In the case of the Silala Basin, most of the spring flow is captured by artificial channels, constructed by the mining interests under its 1908 concession from the Bolivian Prefecture of Potosí and that cross into Chile via the principal canal. This would suggest that the water in the canal is subject solely to the terms of the concession agreement rather than to international water law. And when Bolivia rescinded the concession, the waters’ ownership reverted back to Bolivia.
Nevertheless, geological and topographical evidence (including onsite evaluations conducted by my co-author, Brendan Mulligan), as well as certain historical material, indicate that prior to canalization, the Silala springs flowed naturally across the Bolivian-Chilean border in approximately the same path as the principal canal. If this proves true, application of international water law is still unclear since we would have a transboundary river that was captured and canalized for private use.
Chile might argue that the concession trumps international water law since international law allows for the creation of agreements deviating from international standards so long as the deviations do not violate jus cogens (peremptory international norms). On the other hand, Bolivia may contend that the concession was a license revocable at the will of the licensor (Bolivia). If this latter analysis holds, then the rules for the basin reverted back to the default norms of international water law when the Bolivian government revoked the concession in 1997.
Still, to the extent that the flow of the pre-canalized Silala was intermittent rather than perennial, applicability of international norms also may be tenuous. The substantive rules of international water law can be understood, in part, as rules of liability. In other words, violation of the rules mandates the imposition of responsibility and recompense. Violation of the rules, however, can only occur where human actions interfere with the natural flow of the watercourse. Where a river fails to flow for natural reasons, as an intermittent stream is wont to do, no liability may be imposed. Moreover, the absence of state practice or examples in which international water law norms were applied to an intermittent stream suggests that this scenario is, at best, unresolved. Hence, to the extent that prior to canalization water in the Silala flowed across the Bolivian-Chilean border only intermittently, international water law principles may not be applicable to the present dispute.

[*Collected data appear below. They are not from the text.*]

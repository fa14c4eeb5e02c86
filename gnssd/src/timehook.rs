//! # timehook
//!
//! Precise-time sample latching for the operating-system clock discipline.
//!
//! Clock discipline itself happens outside this daemon; all we do is latch
//! `(gnss_time, system_time)` pairs at the moment a timed fix arrives and
//! hand them to a [`ClockSink`]. A sample is only latched when the fix
//! time moves strictly forward and the session has proven itself with a
//! few valid fixes (receivers coming up off a battery-backed RTC may be
//! trusted immediately).

use chrono::{DateTime, Utc};
use tracing::{debug, info};

use crate::report::{GpsFix, ReportMask, TimeDelta};

/// Fixes a session must deliver before its time is trusted.
const MIN_FIXES_BEFORE_LATCH: u32 = 3;

// ── Sink ──────────────────────────────────────────────────────────────────────

/// Receiver of latched time samples. The daemon owns one sink; PPS threads
/// and data sessions both feed it.
pub trait ClockSink: Send + Sync {
    fn put(&self, device: &str, delta: TimeDelta);
}

/// Default sink: log the offset. The shared-memory and socket exporters
/// live outside this daemon and plug in here.
#[derive(Debug, Default)]
pub struct LogClockSink;

impl ClockSink for LogClockSink {
    fn put(&self, device: &str, delta: TimeDelta) {
        let offset = (delta.gps_time - delta.system_time).num_milliseconds() as f64 / 1000.0;
        info!(device, offset_s = offset, "time sample latched");
    }
}

// ── Latch ─────────────────────────────────────────────────────────────────────

/// Per-session time latch state.
#[derive(Debug, Default)]
pub struct TimeLatch {
    last_latched: Option<DateTime<Utc>>,
    valid_fixes: u32,
    /// Trust time immediately (battery-backed RTC override).
    pub battery_rtc: bool,
}

impl TimeLatch {
    pub fn new(battery_rtc: bool) -> Self {
        Self {
            battery_rtc,
            ..Self::default()
        }
    }

    pub fn reset(&mut self) {
        self.last_latched = None;
        self.valid_fixes = 0;
    }

    /// Consider one parsed report for latching. Returns the sample to
    /// hand to the sink when all gates pass.
    pub fn on_report(&mut self, mask: ReportMask, fix: &GpsFix, system_time: DateTime<Utc>) -> Option<TimeDelta> {
        if !mask.contains(ReportMask::TIME) {
            return None;
        }
        let gps_time = fix.time?;
        self.valid_fixes = self.valid_fixes.saturating_add(1);
        if self.valid_fixes < MIN_FIXES_BEFORE_LATCH && !self.battery_rtc {
            debug!(count = self.valid_fixes, "holding time latch until fixes accumulate");
            return None;
        }
        if let Some(prev) = self.last_latched {
            if gps_time <= prev {
                return None;
            }
        }
        self.last_latched = Some(gps_time);
        Some(TimeDelta {
            gps_time,
            system_time,
        })
    }
}

// ── PPS fan-in ────────────────────────────────────────────────────────────────

/// Per-device PPS companion thread.
///
/// The thread owns nothing but its receive side; the dispatcher feeds it
/// the current fix-in record (`fixin`) and the thread reports through the
/// shared sink. Dropping the handle signals the thread to exit and joins
/// it.
pub struct PpsThread {
    tx: Option<std::sync::mpsc::Sender<TimeDelta>>,
    handle: Option<std::thread::JoinHandle<()>>,
    device: String,
}

impl PpsThread {
    pub fn spawn(device: String, sink: std::sync::Arc<dyn ClockSink>) -> Self {
        let (tx, rx) = std::sync::mpsc::channel::<TimeDelta>();
        let name = device.clone();
        let handle = std::thread::Builder::new()
            .name(format!("pps:{name}"))
            .spawn(move || {
                // Edge timestamps pair with the most recent fix-in; the
                // channel closing is the exit signal.
                while let Ok(delta) = rx.recv() {
                    sink.put(&name, delta);
                }
                debug!(device = %name, "pps thread exiting");
            })
            .expect("spawn pps thread");
        Self {
            tx: Some(tx),
            handle: Some(handle),
            device,
        }
    }

    /// Dispatcher-to-thread handoff of a fresh fix-in sample.
    pub fn fixin(&self, delta: TimeDelta) {
        if let Some(tx) = &self.tx {
            let _ = tx.send(delta);
        }
    }

    pub fn device(&self) -> &str {
        &self.device
    }
}

impl Drop for PpsThread {
    fn drop(&mut self) {
        // close the channel, then join
        self.tx.take();
        if let Some(handle) = self.handle.take() {
            let _ = handle.join();
        }
    }
}

// ── Tests ─────────────────────────────────────────────────────────────────────
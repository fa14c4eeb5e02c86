//! # dispatcher
//!
//! The central event loop.
//!
//! ## Architecture
//! One task owns the [`Daemon`] value — device table, subscriber table and
//! shared context — and consumes a single event channel fed by peripheral
//! tasks: the accept loops, one reader task per device descriptor, and one
//! request reader per subscriber. All lexer/decoder/session state is
//! mutated only here; subscriber writes leave through bounded channels to
//! per-subscriber writer tasks, which serializes them without holding any
//! lock across a read or parse.
//!
//! A 2-second housekeeping tick drives device release and reconnect
//! policy, quiet-device baud hunting, and subscriber timeouts.

use std::sync::atomic::{AtomicBool, Ordering};
use std::sync::Arc;
use std::time::Instant;

use chrono::{DateTime, Utc};
use gnss_frame::{Frame, Protocol};
use tokio::io::{AsyncReadExt, AsyncWriteExt};
use tokio::net::{TcpListener, TcpStream};
use tokio::sync::{mpsc, watch};
use tracing::{debug, info, warn};

use crate::config::{
    DaemonConfig, COMMAND_TIMEOUT, DEVICE_REAWAKE, DEVICE_RECONNECT, DISPATCH_TICK, MAX_DEVICES,
    MAX_SUBSCRIBERS, RELEASE_TIMEOUT, RTCM2_MAX, RTCM3_MAX,
};
use crate::json_out;
use crate::report::ReportMask;
use crate::session::{open_device, DeviceHandle, DeviceSession, Emission, Multipoll, OpenOutcome, ReadOutcome};
use crate::subscriber::{parse_requests, read_requests, spawn_writer, Request, Subscriber, WatchPolicy};
use crate::timehook::{ClockSink, PpsThread};
use crate::uri::{parse_uri, SourceType};

/// Signal flag: handlers only set this; the loop observes it between
/// events.
pub static SIGNALLED: AtomicBool = AtomicBool::new(false);

// ── Events ────────────────────────────────────────────────────────────────────

#[derive(Debug)]
pub enum Event {
    NewClient(TcpStream, std::net::SocketAddr),
    ClientLine { id: usize, line: String },
    ClientGone { id: usize },
    DeviceRead { idx: usize, outcome: ReadOutcome },
    /// Reader task exited; the descriptor is gone.
    DeviceGone { idx: usize },
}

// ── Tables ────────────────────────────────────────────────────────────────────

struct DeviceEntry {
    session: DeviceSession,
    open: bool,
    activated: Option<DateTime<Utc>>,
    reader: Option<tokio::task::JoinHandle<()>>,
    /// Correction bytes relayed into the device go through here.
    correction_tx: Option<mpsc::Sender<Vec<u8>>>,
    baud_tx: Option<watch::Sender<u32>>,
    release_at: Option<Instant>,
    last_open_attempt: Option<Instant>,
}

struct SubEntry {
    sub: Subscriber,
    writer: tokio::task::JoinHandle<()>,
    reader: tokio::task::JoinHandle<()>,
}

pub struct Daemon {
    cfg: DaemonConfig,
    devices: Vec<Option<DeviceEntry>>,
    subscribers: Vec<Option<SubEntry>>,
    events_tx: mpsc::Sender<Event>,
    clock_sink: Arc<dyn ClockSink>,
    pps_threads: Vec<PpsThread>,
    pub start_time: DateTime<Utc>,
    /// Current leap-second offset, learned from RTCM3 system parameters.
    leap_seconds: Option<u8>,
}
//! # ntrip
//!
//! NTRIP caster client: the connection sub-state machine and the HTTP
//! exchange around the RTCM stream.
//!
//! Connection states run INIT → SENT_GET → ESTABLISHED, dropping to ERR or
//! CLOSED on failure; a reconnect attempt is gated to once per 6 s. The
//! session owns the socket; this module owns the request formatting and
//! response-header parsing, and tells the session whether to arm the
//! lexer's chunked-transfer unwrapping.

use std::time::Instant;

use base64::engine::general_purpose::STANDARD as BASE64;
use base64::Engine;
use tracing::{debug, warn};

use crate::config::NTRIP_RECONNECT;
use crate::uri::NtripSpec;

#[derive(Debug, Clone, Copy, PartialEq, Eq)]
pub enum NtripState {
    Init,
    /// Sourcetable probe sent (no credentials yet).
    SentProbe,
    /// Mountpoint GET sent, waiting on the response header.
    SentGet,
    /// Response accepted; RTCM flowing.
    Established,
    Error,
    Closed,
}

/// Outcome of feeding response bytes.
#[derive(Debug, PartialEq, Eq)]
pub enum NtripResponse {
    /// Header incomplete, keep reading.
    Pending,
    /// Stream accepted; true when the caster answers with chunked
    /// transfer coding.
    Accepted { chunked: bool },
    /// Caster refused the mountpoint or the credentials.
    Refused(String),
}

#[derive(Debug)]
pub struct NtripSession {
    pub state: NtripState,
    spec: NtripSpec,
    last_attempt: Option<Instant>,
    header: Vec<u8>,
}

impl NtripSession {
    pub fn new(spec: NtripSpec) -> Self {
        Self {
            state: NtripState::Init,
            spec,
            last_attempt: None,
            header: Vec::new(),
        }
    }

    pub fn spec(&self) -> &NtripSpec {
        &self.spec
    }

    /// Reconnect pacing: at most one attempt per gate interval.
    pub fn may_reconnect(&self, now: Instant) -> bool {
        match self.last_attempt {
            Some(t) => now.duration_since(t) >= NTRIP_RECONNECT,
            None => true,
        }
    }

    pub fn mark_attempt(&mut self, now: Instant) {
        self.last_attempt = Some(now);
        self.header.clear();
        self.state = NtripState::SentGet;
    }

    pub fn close(&mut self) {
        self.state = NtripState::Closed;
        self.header.clear();
    }

    /// The mountpoint request, HTTP/1.1 with NTRIP headers and Basic auth
    /// from the URI userinfo.
    pub fn request(&self) -> String {
        let mut req = format!(
            "GET /{} HTTP/1.1\r\nHost: {}:{}\r\nNtrip-Version: Ntrip/2.0\r\nUser-Agent: NTRIP gnssd/{}\r\nConnection: close\r\n",
            self.spec.mountpoint,
            self.spec.host,
            self.spec.port,
            env!("CARGO_PKG_VERSION"),
        );
        if let Some(user) = &self.spec.username {
            let creds = format!("{}:{}", user, self.spec.password.as_deref().unwrap_or(""));
            req.push_str(&format!("Authorization: Basic {}\r\n", BASE64.encode(creds.as_bytes())));
        }
        req.push_str("\r\n");
        req
    }

    /// Feed response bytes until the header terminator; classify the
    /// status line and sniff the transfer coding.
    ///
    /// Returns any stream bytes that arrived after the header so the
    /// caller can feed them straight to the lexer.
    pub fn feed_response(&mut self, data: &[u8]) -> (NtripResponse, Vec<u8>) {
        if self.state != NtripState::SentGet {
            return (NtripResponse::Pending, Vec::new());
        }
        self.header.extend_from_slice(data);
        let end = match find_header_end(&self.header) {
            Some(e) => e,
            None => {
                if self.header.len() > 16 * 1024 {
                    self.state = NtripState::Error;
                    return (NtripResponse::Refused("oversized response header".into()), Vec::new());
                }
                return (NtripResponse::Pending, Vec::new());
            }
        };
        let rest = self.header[end..].to_vec();
        let head = String::from_utf8_lossy(&self.header[..end]).into_owned();
        let status = head.lines().next().unwrap_or("");
        // NTRIP 1 answers "ICY 200 OK", NTRIP 2 a plain HTTP status
        let ok = status.contains("200");
        if !ok {
            warn!(%status, mountpoint = %self.spec.mountpoint, "caster refused stream");
            self.state = NtripState::Error;
            return (NtripResponse::Refused(status.to_string()), Vec::new());
        }
        let chunked = head
            .lines()
            .any(|l| l.to_ascii_lowercase().starts_with("transfer-encoding") && l.to_ascii_lowercase().contains("chunked"));
        debug!(mountpoint = %self.spec.mountpoint, chunked, "ntrip stream established");
        self.state = NtripState::Established;
        self.header.clear();
        (NtripResponse::Accepted { chunked }, rest)
    }
}

fn find_header_end(buf: &[u8]) -> Option<usize> {
    buf.windows(4).position(|w| w == b"\r\n\r\n").map(|p| p + 4)
}

// ── Tests ─────────────────────────────────────────────────────────────────────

Further complicating the scenario is the presence of an interrelated transboundary aquifer. As noted above, the Silala River is fed by springs in Bolivia. Those springs, however, emerge from the Silala Aquifer, which is believed to traverse the Bolivian-Chilean border. Unfortunately, as little as is known about the topography and geology of the Silala River Basin, even less information is available about the underlying aquifer. In addition, international law applicable to transboundary ground water resources is still in its infancy and there are only a few examples of state practice from which lessons can be drawn (see my article on Managing Buried Treasure Across Frontiers: The International Law of Transboundary Aquifers).
Whether additional facts and scientific information will be forthcoming from the parties or from independent sources is presently unclear. Moreover, even with such information, international water law, whether for transboundary surface or ground water resources, may not have a ready solution. As is often the case in disputes over shared water resources, negotiations may provide the most optimal solution for this most hydropolitically vulnerable of basins.